What the task asks. Before anything else, copy every record below exactly as it stands.

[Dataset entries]
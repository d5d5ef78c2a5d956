//! Query construction: structured filters and the directory query compiler.

pub mod compiler;
mod filter;

pub use compiler::compile;
pub use filter::{FilterClause, FilterExpression, FilterOperator};
use async_trait::async_trait;
use directory_shared::NewLead;
use uuid::Uuid;

use crate::errors::RepositoryError;

/// Append-only store for captured leads.
#[async_trait]
pub trait LeadRepository: Send + Sync {
    /// Inserts a lead and returns its id.
    async fn insert_lead(&self, lead: &NewLead) -> Result<Uuid, RepositoryError>;
}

Answer.
repository d5d5ef78c2a5d956
//! Query construction: structured filters and the directory query compiler.

pub mod compiler;
mod filter;

pub use compiler::compile;
pub use filter::{FilterClause, FilterExpression, FilterOperator};
use async_trait::async_trait;
use directory_shared::NewLead;
use uuid::Uuid;

use crate::errors::RepositoryError;

/// Append-only store for captured leads.
#[async_trait]
pub trait LeadRepository: Send + Sync {
    /// Inserts a lead and returns its id.
    async fn insert_lead(&self, lead: &NewLead) -> Result<Uuid, RepositoryError>;
}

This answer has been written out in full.